现实的压力,像一张无形的网,再次将她紧紧包裹。
她拿出手机,想看看网上的消息,却发现手机己经没电关机了。
她只好拔掉输液管,挣扎着下床,想去护士站借个充电器。
刚走到病房门口,就看到小张匆匆忙忙地跑了过来,手里拿着一份文件。
“卡经理,不好了!”
小张的脸色惨白,“总部的人事考核表,你昨天没交,王总己经把这件事上报了,说你工作失职,态度恶劣。
现在,公司己经下发了辞退通知,就在这份文件里。
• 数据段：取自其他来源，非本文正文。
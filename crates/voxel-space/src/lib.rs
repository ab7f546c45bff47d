//! Tile geometry and Morton-ordered tile scheduling for the voxel diffusion
//! core.
//!
//! Defines the fixed-edge cubic tile that partitions a [`voxel_core::Field`]
//! and the Morton (Z-order) traversal order the tile scheduler consumes.

#![deny(missing_docs)]
#![deny(rustdoc::broken_intra_doc_links)]
#![forbid(unsafe_code)]

pub mod morton;
pub mod tile;

pub use tile::{TileBounds, TileId, TileQueue, TILE_EDGE};
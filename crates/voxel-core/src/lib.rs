//! Core types for the voxel diffusion core.
//!
//! This is the leaf crate with zero internal dependencies. It defines the
//! dense three-dimensional [`Field`], its geometric envelope ([`Extent`]),
//! and the error type raised by field construction and region operations.

#![deny(missing_docs)]
#![deny(rustdoc::broken_intra_doc_links)]
#![forbid(unsafe_code)]

pub mod error;
pub mod field;

pub use error::FieldError;
pub use field::{Cell, Extent, Field};
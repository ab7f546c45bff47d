//! The step controller: an Idle/Stepping state machine over one [`Field`].

use voxel_core::{Cell, Field};

use crate::error::ControllerError;
use crate::scheduler::{TickOutcome, TileScheduler};

/// Number of worker threads the tile scheduler uses while stepping. `1`
/// processes tiles sequentially in Morton order; values above `1` enable
/// tile-coloring concurrency (see [`crate::scheduler::TileScheduler`]).
#[derive(Clone, Copy, Debug, PartialEq, Eq)]
pub struct ConcurrencyConfig {
    /// Number of worker threads to use per generation.
    pub threads: usize,
}

impl Default for ConcurrencyConfig {
    fn default() -> Self {
        Self { threads: 1 }
    }
}

/// Owns a [`Field`] and drives it through one generation at a time.
///
/// A generation is either entirely committed or entirely discarded: a
/// [`ControllerError::StabilityViolation`] aborts the whole in-progress
/// generation and returns the controller to `Idle` with the field
/// unchanged, never partially updated.
pub struct StepController {
    field: Field,
    concurrency: ConcurrencyConfig,
    state: State,
}

enum State {
    Idle,
    Stepping(TileScheduler),
}

impl StepController {
    /// Allocate a new controller over a freshly created field.
    pub fn create(
        width: i16,
        height: i16,
        depth: i16,
        diffusion_rate: u8,
        concurrency: ConcurrencyConfig,
    ) -> Result<Self, ControllerError> {
        let field = Field::create(width, height, depth, diffusion_rate)?;
        Ok(Self {
            field,
            concurrency,
            state: State::Idle,
        })
    }

    /// Whether a generation is currently in progress.
    pub fn is_stepping(&self) -> bool {
        matches!(self.state, State::Stepping(_))
    }

    /// The field's current generation counter.
    pub fn generation(&self) -> u64 {
        self.field.generation()
    }

    /// Read-only access to the field, for callers that only need the
    /// committed state (e.g. a host reading the last completed generation
    /// while a new one steps in the background is not supported — reads
    /// are rejected while stepping, see [`Self::field_get`]).
    pub fn field(&self) -> &Field {
        &self.field
    }

    /// Write one cell. Rejected with [`ControllerError::BusyStepping`]
    /// while a generation is in progress, since the field's current
    /// contents are the authoritative snapshot a started generation reads
    /// from.
    pub fn field_set(&mut self, x: i32, y: i32, z: i32, value: Cell) -> Result<(), ControllerError> {
        self.reject_if_stepping()?;
        self.field.set(x, y, z, value);
        Ok(())
    }

    /// Read one cell. Rejected with [`ControllerError::BusyStepping`]
    /// while a generation is in progress.
    pub fn field_get(&self, x: i32, y: i32, z: i32) -> Result<Cell, ControllerError> {
        self.reject_if_stepping()?;
        Ok(self.field.get(x, y, z))
    }

    /// Bulk-write a region. Rejected with [`ControllerError::BusyStepping`]
    /// while a generation is in progress. See [`Field::import_region`].
    pub fn import_region(
        &mut self,
        in_buf: &[Cell],
        min: (i16, i16, i16),
        max: (i16, i16, i16),
    ) -> Result<usize, ControllerError> {
        self.reject_if_stepping()?;
        Ok(self.field.import_region(in_buf, min, max))
    }

    /// Bulk-read a region. Rejected with [`ControllerError::BusyStepping`]
    /// while a generation is in progress. See [`Field::extract_region`].
    pub fn extract_region(
        &self,
        out_buf: &mut [Cell],
        min: (i16, i16, i16),
        max: (i16, i16, i16),
    ) -> Result<usize, ControllerError> {
        self.reject_if_stepping()?;
        Ok(self.field.extract_region(out_buf, min, max))
    }

    /// Current committed generation counter. Always readable, even while
    /// stepping, since it does not expose in-progress state.
    pub fn field_generation(&self) -> u64 {
        self.field.generation()
    }

    /// Begin a new generation: snapshot the field and build the tile
    /// queue. Fails with [`ControllerError::AlreadyStepping`] if a
    /// generation is already in progress, or
    /// [`ControllerError::AllocationFailure`] if the snapshot buffer
    /// cannot be allocated.
    pub fn begin_step(&mut self) -> Result<(), ControllerError> {
        if self.is_stepping() {
            return Err(ControllerError::AlreadyStepping);
        }

        let cells = self.field.cells();
        let mut snapshot = Vec::new();
        snapshot
            .try_reserve_exact(cells.len())
            .map_err(|_| ControllerError::AllocationFailure)?;
        snapshot.extend_from_slice(cells);

        let scheduler = TileScheduler::begin(
            snapshot,
            self.field.extent(),
            self.field.diffusion_rate(),
            self.concurrency.threads,
        );
        self.state = State::Stepping(scheduler);
        Ok(())
    }

    /// Advance the in-progress generation by whole tiles under a
    /// microsecond time budget.
    ///
    /// Returns [`TickOutcome::Done`] once every tile has been processed
    /// and the generation has been committed to the field (the generation
    /// counter is advanced and the controller returns to `Idle`).
    /// Returns [`TickOutcome::NotDone`] if work remains; call again to
    /// continue. A call with no generation in progress is a no-op: it
    /// returns `Ok(TickOutcome::Done)` immediately without touching the
    /// field or starting one. Use [`Self::begin_step`] or
    /// [`Self::step_blocking`] to start a generation.
    pub fn tick(&mut self, budget_us: u64) -> Result<TickOutcome, ControllerError> {
        if !self.is_stepping() {
            return Ok(TickOutcome::Done);
        }

        let State::Stepping(scheduler) = &mut self.state else {
            unreachable!("begin_step always enters Stepping");
        };
        let outcome = scheduler.tick(budget_us);

        if outcome == TickOutcome::Done {
            self.commit_current_generation()?;
        }

        Ok(outcome)
    }

    /// Run an entire generation to completion in one call, ignoring any
    /// budget. Bit-identical to calling [`Self::tick`] repeatedly until
    /// [`TickOutcome::Done`].
    pub fn step_blocking(&mut self) -> Result<(), ControllerError> {
        if !self.is_stepping() {
            self.begin_step()?;
        }
        loop {
            match self.tick(u64::MAX)? {
                TickOutcome::Done => return Ok(()),
                TickOutcome::NotDone => continue,
            }
        }
    }

    fn commit_current_generation(&mut self) -> Result<(), ControllerError> {
        let State::Stepping(scheduler) = std::mem::replace(&mut self.state, State::Idle) else {
            unreachable!("caller only invokes this while Stepping");
        };
        match scheduler.finish() {
            Ok(cells) => {
                self.field.commit(cells);
                Ok(())
            }
            Err(err) => Err(ControllerError::from(err)),
        }
    }

    fn reject_if_stepping(&self) -> Result<(), ControllerError> {
        if self.is_stepping() {
            Err(ControllerError::BusyStepping)
        } else {
            Ok(())
        }
    }
}

#[cfg(test)]
mod tests {
    use super::*;

    #[test]
    fn idle_controller_accepts_reads_and_writes() {
        let mut ctrl = StepController::create(4, 4, 4, 2, ConcurrencyConfig::default()).unwrap();
        ctrl.field_set(1, 1, 1, 99).unwrap();
        assert_eq!(ctrl.field_get(1, 1, 1).unwrap(), 99);
    }

    #[test]
    fn writes_are_rejected_while_stepping() {
        let mut ctrl = StepController::create(8, 8, 8, 2, ConcurrencyConfig::default()).unwrap();
        ctrl.begin_step().unwrap();
        assert_eq!(
            ctrl.field_set(0, 0, 0, 1).unwrap_err(),
            ControllerError::BusyStepping
        );
        assert_eq!(
            ctrl.field_get(0, 0, 0).unwrap_err(),
            ControllerError::BusyStepping
        );
    }

    #[test]
    fn region_round_trips_through_the_controller() {
        let mut ctrl = StepController::create(8, 8, 8, 2, ConcurrencyConfig::default()).unwrap();
        let data: Vec<Cell> = (0..8).collect();
        let written = ctrl.import_region(&data, (0, 0, 0), (2, 2, 2)).unwrap();
        assert_eq!(written, 8);

        let mut out = vec![0u32; 8];
        let read = ctrl.extract_region(&mut out, (0, 0, 0), (2, 2, 2)).unwrap();
        assert_eq!(read, 8);
        assert_eq!(out, data);
    }

    #[test]
    fn region_access_is_rejected_while_stepping() {
        let mut ctrl = StepController::create(8, 8, 8, 2, ConcurrencyConfig::default()).unwrap();
        ctrl.begin_step().unwrap();
        let data = vec![1u32; 8];
        assert_eq!(
            ctrl.import_region(&data, (0, 0, 0), (2, 2, 2)).unwrap_err(),
            ControllerError::BusyStepping
        );
        let mut out = vec![0u32; 8];
        assert_eq!(
            ctrl.extract_region(&mut out, (0, 0, 0), (2, 2, 2))
                .unwrap_err(),
            ControllerError::BusyStepping
        );
    }

    #[test]
    fn begin_step_twice_fails() {
        let mut ctrl = StepController::create(8, 8, 8, 2, ConcurrencyConfig::default()).unwrap();
        ctrl.begin_step().unwrap();
        assert_eq!(
            ctrl.begin_step().unwrap_err(),
            ControllerError::AlreadyStepping
        );
    }

    #[test]
    fn step_blocking_advances_generation_exactly_once() {
        let mut ctrl = StepController::create(16, 16, 16, 2, ConcurrencyConfig::default()).unwrap();
        ctrl.field_set(8, 8, 8, 1_000_000).unwrap();
        ctrl.step_blocking().unwrap();
        assert_eq!(ctrl.generation(), 1);
        assert!(!ctrl.is_stepping());
        assert_eq!(ctrl.field().total_mass(), 1_000_000);
    }

    #[test]
    fn tick_on_idle_controller_is_a_no_op() {
        let mut ctrl = StepController::create(8, 8, 8, 2, ConcurrencyConfig::default()).unwrap();
        ctrl.field_set(0, 0, 0, 42).unwrap();
        assert_eq!(ctrl.tick(0).unwrap(), TickOutcome::Done);
        assert!(!ctrl.is_stepping());
        assert_eq!(ctrl.generation(), 0);
        assert_eq!(ctrl.field_get(0, 0, 0).unwrap(), 42);
    }

    #[test]
    fn tick_with_zero_budget_eventually_completes() {
        let mut ctrl =
            StepController::create(64, 64, 64, 2, ConcurrencyConfig::default()).unwrap();
        ctrl.begin_step().unwrap();
        let mut guard = 0;
        loop {
            match ctrl.tick(0).unwrap() {
                TickOutcome::Done => break,
                TickOutcome::NotDone => {
                    guard += 1;
                    assert!(guard < 1_000_000, "controller never finished");
                }
            }
        }
        assert_eq!(ctrl.generation(), 1);
    }

    #[test]
    fn incremental_and_blocking_stepping_agree() {
        let mut blocking =
            StepController::create(32, 32, 32, 3, ConcurrencyConfig::default()).unwrap();
        blocking.field_set(15, 15, 15, 500_000).unwrap();
        blocking.step_blocking().unwrap();

        let mut incremental =
            StepController::create(32, 32, 32, 3, ConcurrencyConfig::default()).unwrap();
        incremental.field_set(15, 15, 15, 500_000).unwrap();
        incremental.begin_step().unwrap();
        loop {
            match incremental.tick(10).unwrap() {
                TickOutcome::Done => break,
                TickOutcome::NotDone => continue,
            }
        }

        assert_eq!(blocking.field().cells(), incremental.field().cells());
        assert_eq!(blocking.generation(), incremental.generation());
    }
}
//! Error type for field construction.

use std::error::Error;
use std::fmt;

/// Errors raised by [`Field::create`](crate::Field::create).
#[derive(Clone, Copy, Debug, PartialEq, Eq)]
pub enum FieldError {
    /// One or more of `width`, `height`, `depth` was not in `[1, 32767]`.
    InvalidExtents,
    /// The diffusion-rate shift exceeded 31.
    InvalidRate,
}

impl fmt::Display for FieldError {
    fn fmt(&self, f: &mut fmt::Formatter<'_>) -> fmt::Result {
        match self {
            Self::InvalidExtents => write!(f, "extents must be in [1, 32767] on each axis"),
            Self::InvalidRate => write!(f, "diffusion rate shift must be <= 31"),
        }
    }
}

impl Error for FieldError {}
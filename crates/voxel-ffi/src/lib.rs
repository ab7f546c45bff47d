//! C FFI bindings for the voxel diffusion core.
//!
//! Exposes a C-compatible API for a host scripting engine: controller
//! lifecycle, field read/write, region import/export, and the
//! begin_step/tick/step_blocking stepping surface. This is the only crate
//! in the workspace that contains `unsafe` code, confined to raw-pointer
//! argument handling at the extern "C" boundary.

#![deny(missing_docs)]
#![deny(rustdoc::broken_intra_doc_links)]
#![deny(unsafe_code)]

/// Lock a `Mutex`, recovering the inner guard if a prior panic poisoned it.
///
/// A poisoned controller mutex still holds a valid (if mid-mutation)
/// `StepController`; the alternative of permanently wedging the handle
/// after one panicking call is worse for a long-lived host process.
macro_rules! ffi_lock {
    ($mutex:expr) => {
        match $mutex.lock() {
            Ok(guard) => guard,
            Err(poisoned) => poisoned.into_inner(),
        }
    };
}

pub(crate) use ffi_lock;

pub mod controller_ffi;
pub mod handle;
pub mod status;

pub use status::VoxelStatus;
”
景卡特琳娜接过文件,看着上面“辞退”两个字,只觉得一阵天旋地转。
她的手,微微颤抖着。
五年的青春,五年的付出,换来的,就是一张冰冷的辞退通知。
她走出病房,漫无目的地走在医院的走廊里。
走廊里人来人往,每个人的脸上,都带着不同的表情。
有喜悦,有悲伤,有焦虑,有疲惫。
她看着那些人,突然觉得,自己就像一个被世界抛弃的孤儿。
没有工作,没有积蓄,没有爱人,没有朋友。
她走到医院的天台,看着楼下川流不息的人群和车辆,突然生出一股强烈的冲动。
她想跳下去。
跳下去,就一了百了了。
就不用再为了生计奔波,不用再看别人的脸色,不用再做那个任人宰割的牛马了。
她爬上天台的栏杆,风吹拂着她的头发,冰冷刺骨。
就在她准备纵身一跃的时候,口袋里的手机,突然震动了一下。
是一条短信。
发件人是一个陌生的号码,内容只有一句话:“想摆脱牛马的命运吗?
我给你一个机会。”
景卡特琳娜愣住了。
她皱着眉头,看着那条短信,心里充满了疑惑。
这是谁发的?
恶作剧吗?
她刚想删掉短信,手机又震动了一下。
这次,是一张图片。
图片上,是一片陌生的星空,星空下,是一座古老的城池,城池的城门上,写着两个古朴的大字——闽都。
紧接着,又是一条短信:“雷暴不是意外,是时空裂缝。
你本就不属于这个世界。
闽国,才是你的归宿。”
景卡特琳娜的心脏,猛地一跳。
时空裂缝?
闽国?
这都什么跟什么啊?
她觉得这肯定是个恶作剧,是王总他们故意找人来整她的。
她愤怒地删掉了短信,关掉了手机。
她深吸一口气,再次看向楼下。
可这一次,她却犹豫了。
那条短信,那张图片,像一颗种子,在她的心里,生根发芽。
闽国……如果真的有那样一个地方,没有房贷,没有加班,没有背锅,是不是……会不一样?
她站在栏杆上,风吹得她摇摇欲坠。
她的脑海里,响起了昏迷前的那个念头:如果有下辈子,我再也不要做牛马了。